● **Exercise directions**: Produce an exact copy of the lines below, starting at the first and ending with the line containing "use bubble_config::colors::parse_color_or;".

Excerpted data below:

//! wgpu render pipeline for the bubble's transmission glass.
//!
//! Draws the displaced sphere into the scene texture, sampling the backdrop
//! texture behind it for refraction.

use bubble_common::types::Color;
use bubble_config::colors::parse_color_or;
use bubble_config::schema::MaterialConfig;

use super::matrix::Mat4;
use super::types::{PositionVertex, SurfaceVertex};
use crate::mesh::MeshBuffers;

/// Per-draw uniforms for the glass: transforms plus material parameters.
///
/// Uploaded to bind group 1 each frame.
#[repr(C)]
#[derive(Debug, Clone, Copy, bytemuck::Pod, bytemuck::Zeroable)]
pub struct GlassUniforms {
    /// Model-View-Projection matrix (column-major).
    pub mvp: [f32; 16],
    /// Model matrix for world-space normal transform.
    pub model: [f32; 16],
    /// Camera position in world space (w unused).
    pub eye: [f32; 4],
    /// Linear tint color (RGBA).
    pub tint: [f32; 4],
    /// thickness, roughness, ior, chromatic_aberration.
    pub optics: [f32; 4],
    /// distortion, temporal_distortion, distortion_scale, anisotropic_blur.
    pub distortion: [f32; 4],
}

impl GlassUniforms {
    pub fn new(mvp: Mat4, model: Mat4, eye: [f32; 3], material: &MaterialConfig) -> Self {
        let tint = parse_color_or(&material.color, Color::from_rgba(255, 255, 255, 255));
        Self {
            mvp,
            model,
            eye: [eye[0], eye[1], eye[2], 1.0],
            tint: tint.to_linear_rgba(),
            optics: [
                material.thickness,
                material.roughness,
                material.ior,
                material.chromatic_aberration,
            ],
            distortion: [
                material.distortion,
                material.temporal_distortion,
                material.distortion_scale,
                material.anisotropic_blur,
            ],
        }
    }
}

/// Pipeline, uniforms, and backdrop binding for the glass pass.
pub struct GlassPipeline {
    pipeline: wgpu::RenderPipeline,
    uniform_buffer: wgpu::Buffer,
    bind_group_layout: wgpu::BindGroupLayout,
    bind_group: wgpu::BindGroup,
    sampler: wgpu::Sampler,
}

impl GlassPipeline {
    /// Create the glass pipeline.
    ///
    /// - `frame_layout`: layout for bind group 0 (shared `FrameUniforms`)
    /// - `backdrop_view`: the texture refracted through the bubble
    /// - `format`: scene texture format
    pub fn new(
        device: &wgpu::Device,
        frame_layout: &wgpu::BindGroupLayout,
        backdrop_view: &wgpu::TextureView,
        format: wgpu::TextureFormat,
    ) -> Self {
        let shader = device.create_shader_module(wgpu::ShaderModuleDescriptor {
            label: Some("glass shader"),
            source: wgpu::ShaderSource::Wgsl(include_str!("../shaders/glass.wgsl").into()),
        });

        let uniform_buffer = device.create_buffer(&wgpu::BufferDescriptor {
            label: Some("glass uniforms"),
            size: std::mem::size_of::<GlassUniforms>() as u64,
            usage: wgpu::BufferUsages::UNIFORM | wgpu::BufferUsages::COPY_DST,
            mapped_at_creation: false,
        });

        let sampler = device.create_sampler(&wgpu::SamplerDescriptor {
            label: Some("glass sampler"),
            address_mode_u: wgpu::AddressMode::ClampToEdge,
            address_mode_v: wgpu::AddressMode::ClampToEdge,
            mag_filter: wgpu::FilterMode::Linear,
            min_filter: wgpu::FilterMode::Linear,
            ..Default::default()
        });

        let bind_group_layout = device.create_bind_group_layout(&wgpu::BindGroupLayoutDescriptor {
            label: Some("glass bind group layout"),
            entries: &[
                wgpu::BindGroupLayoutEntry {
                    binding: 0,
                    visibility: wgpu::ShaderStages::VERTEX_FRAGMENT,
                    ty: wgpu::BindingType::Buffer {
                        ty: wgpu::BufferBindingType::Uniform,
                        has_dynamic_offset: false,
                        min_binding_size: std::num::NonZeroU64::new(
                            std::mem::size_of::<GlassUniforms>() as u64,
                        ),
                    },
                    count: None,
                },
                wgpu::BindGroupLayoutEntry {
                    binding: 1,
                    visibility: wgpu::ShaderStages::FRAGMENT,
                    ty: wgpu::BindingType::Texture {
                        sample_type: wgpu::TextureSampleType::Float { filterable: true },
                        view_dimension: wgpu::TextureViewDimension::D2,
                        multisampled: false,
                    },
                    count: None,
                },
                wgpu::BindGroupLayoutEntry {
                    binding: 2,
                    visibility: wgpu::ShaderStages::FRAGMENT,
                    ty: wgpu::BindingType::Sampler(wgpu::SamplerBindingType::Filtering),
                    count: None,
                },
            ],
        });

        let bind_group = Self::create_bind_group(
            device,
            &bind_group_layout,
            &uniform_buffer,
            backdrop_view,
            &sampler,
        );

        let pipeline_layout = device.create_pipeline_layout(&wgpu::PipelineLayoutDescriptor {
            label: Some("glass pipeline layout"),
            bind_group_layouts: &[frame_layout, &bind_group_layout],
            push_constant_ranges: &[],
        });

        let pipeline = device.create_render_pipeline(&wgpu::RenderPipelineDescriptor {
            label: Some("glass pipeline"),
            layout: Some(&pipeline_layout),
            vertex: wgpu::VertexState {
                module: &shader,
                entry_point: Some("vs_main"),
                buffers: &[PositionVertex::LAYOUT, SurfaceVertex::LAYOUT],
                compilation_options: wgpu::PipelineCompilationOptions::default(),
            },
            fragment: Some(wgpu::FragmentState {
                module: &shader,
                entry_point: Some("fs_main"),
                targets: &[Some(wgpu::ColorTargetState {
                    format,
                    blend: Some(wgpu::BlendState::ALPHA_BLENDING),
                    write_mask: wgpu::ColorWrites::ALL,
                })],
                compilation_options: wgpu::PipelineCompilationOptions::default(),
            }),
            primitive: wgpu::PrimitiveState {
                topology: wgpu::PrimitiveTopology::TriangleList,
                front_face: wgpu::FrontFace::Ccw,
                cull_mode: Some(wgpu::Face::Back),
                ..Default::default()
            },
            depth_stencil: None,
            multisample: wgpu::MultisampleState::default(),
            multiview: None,
            cache: None,
        });

        Self {
            pipeline,
            uniform_buffer,
            bind_group_layout,
            bind_group,
            sampler,
        }
    }

    /// Rebind the backdrop after it was recreated (resize).
    pub fn set_backdrop(&mut self, device: &wgpu::Device, backdrop_view: &wgpu::TextureView) {
        self.bind_group = Self::create_bind_group(
            device,
            &self.bind_group_layout,
            &self.uniform_buffer,
            backdrop_view,
            &self.sampler,
        );
    }

    pub fn update_uniforms(&self, queue: &wgpu::Queue, uniforms: &GlassUniforms) {
        queue.write_buffer(&self.uniform_buffer, 0, bytemuck::bytes_of(uniforms));
    }

    /// Record the glass draw into an open pass over the scene texture.
    pub fn render(
        &self,
        pass: &mut wgpu::RenderPass<'_>,
        frame_bind_group: &wgpu::BindGroup,
        mesh: &MeshBuffers,
    ) {
        pass.set_pipeline(&self.pipeline);
        pass.set_bind_group(0, frame_bind_group, &[]);
        pass.set_bind_group(1, &self.bind_group, &[]);
        mesh.draw(pass);
    }

    fn create_bind_group(
        device: &wgpu::Device,
        layout: &wgpu::BindGroupLayout,
        uniform_buffer: &wgpu::Buffer,
        backdrop_view: &wgpu::TextureView,
        sampler: &wgpu::Sampler,
    ) -> wgpu::BindGroup {
        device.create_bind_group(&wgpu::BindGroupDescriptor {
            label: Some("glass bind group"),
            layout,
            entries: &[
                wgpu::BindGroupEntry {
                    binding: 0,
                    resource: uniform_buffer.as_entire_binding(),
                },
                wgpu::BindGroupEntry {
                    binding: 1,
                    resource: wgpu::BindingResource::TextureView(backdrop_view),
                },
                wgpu::BindGroupEntry {
                    binding: 2,
                    resource: wgpu::BindingResource::Sampler(sampler),
                },
            ],
        })
    }
}

// =============================================================================
// Tests
// =============================================================================
//! Optional render features and the variant presets that select them.

use bubble_config::schema::{SceneConfig, SceneVariant};

/// Which optional passes are active.
#[derive(Debug, Clone, Copy, PartialEq, Eq, Default)]
pub struct SceneFeatures {
    /// Draw an invisible copy of the bubble into the stencil buffer and
    /// reveal the backdrop image only inside it.
    pub mask: bool,
    pub bloom: bool,
    pub hue_saturation: bool,
}

impl SceneFeatures {
    /// The preset for a named variant.
    pub fn preset(variant: SceneVariant) -> Self {
        match variant {
            SceneVariant::Masked => Self {
                mask: true,
                bloom: false,
                hue_saturation: false,
            },
            SceneVariant::Bloom => Self {
                mask: false,
                bloom: true,
                hue_saturation: false,
            },
            SceneVariant::Graded => Self {
                mask: false,
                bloom: true,
                hue_saturation: true,
            },
        }
    }

    /// Variant preset with the per-feature overrides applied.
    pub fn from_config(scene: &SceneConfig) -> Self {
        let preset = Self::preset(scene.variant);
        Self {
            mask: scene.mask.unwrap_or(preset.mask),
            bloom: scene.bloom.unwrap_or(preset.bloom),
            hue_saturation: scene.hue_saturation.unwrap_or(preset.hue_saturation),
        }
    }

    /// Short label for the window title, e.g. `mask+bloom`.
    pub fn label(&self) -> String {
        let parts: Vec<&str> = [
            (self.mask, "mask"),
            (self.bloom, "bloom"),
            (self.hue_saturation, "hue/sat"),
        ]
        .into_iter()
        .filter_map(|(on, name)| on.then_some(name))
        .collect();

        if parts.is_empty() {
            "plain".to_string()
        } else {
            parts.join("+")
        }
    }
}

#[cfg(test)]
mod tests {
    use super::*;

    #[test]
    fn presets_match_variants() {
        assert_eq!(
            SceneFeatures::preset(SceneVariant::Masked),
            SceneFeatures {
                mask: true,
                bloom: false,
                hue_saturation: false
            }
        );
        assert!(SceneFeatures::preset(SceneVariant::Bloom).bloom);
        assert!(!SceneFeatures::preset(SceneVariant::Bloom).hue_saturation);
        let graded = SceneFeatures::preset(SceneVariant::Graded);
        assert!(graded.bloom && graded.hue_saturation && !graded.mask);
    }

    #[test]
    fn default_config_is_graded() {
        let features = SceneFeatures::from_config(&SceneConfig::default());
        assert_eq!(features, SceneFeatures::preset(SceneVariant::Graded));
    }

    #[test]
    fn overrides_apply_on_top_of_preset() {
        let scene = SceneConfig {
            variant: SceneVariant::Masked,
            bloom: Some(true),
            mask: Some(false),
            ..Default::default()
        };
        let features = SceneFeatures::from_config(&scene);
        assert!(!features.mask);
        assert!(features.bloom);
        assert!(!features.hue_saturation);
    }

    #[test]
    fn label_lists_active_features() {
        assert_eq!(SceneFeatures::preset(SceneVariant::Graded).label(), "bloom+hue/sat");
        assert_eq!(SceneFeatures::default().label(), "plain");
    }
}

End of Excerpted data.

● **Exercise solution**:
//! wgpu render pipeline for the bubble's transmission glass.
//!
//! Draws the displaced sphere into the scene texture, sampling the backdrop
//! texture behind it for refraction.

use bubble_common::types::Color;
use bubble_config::colors::parse_color_or;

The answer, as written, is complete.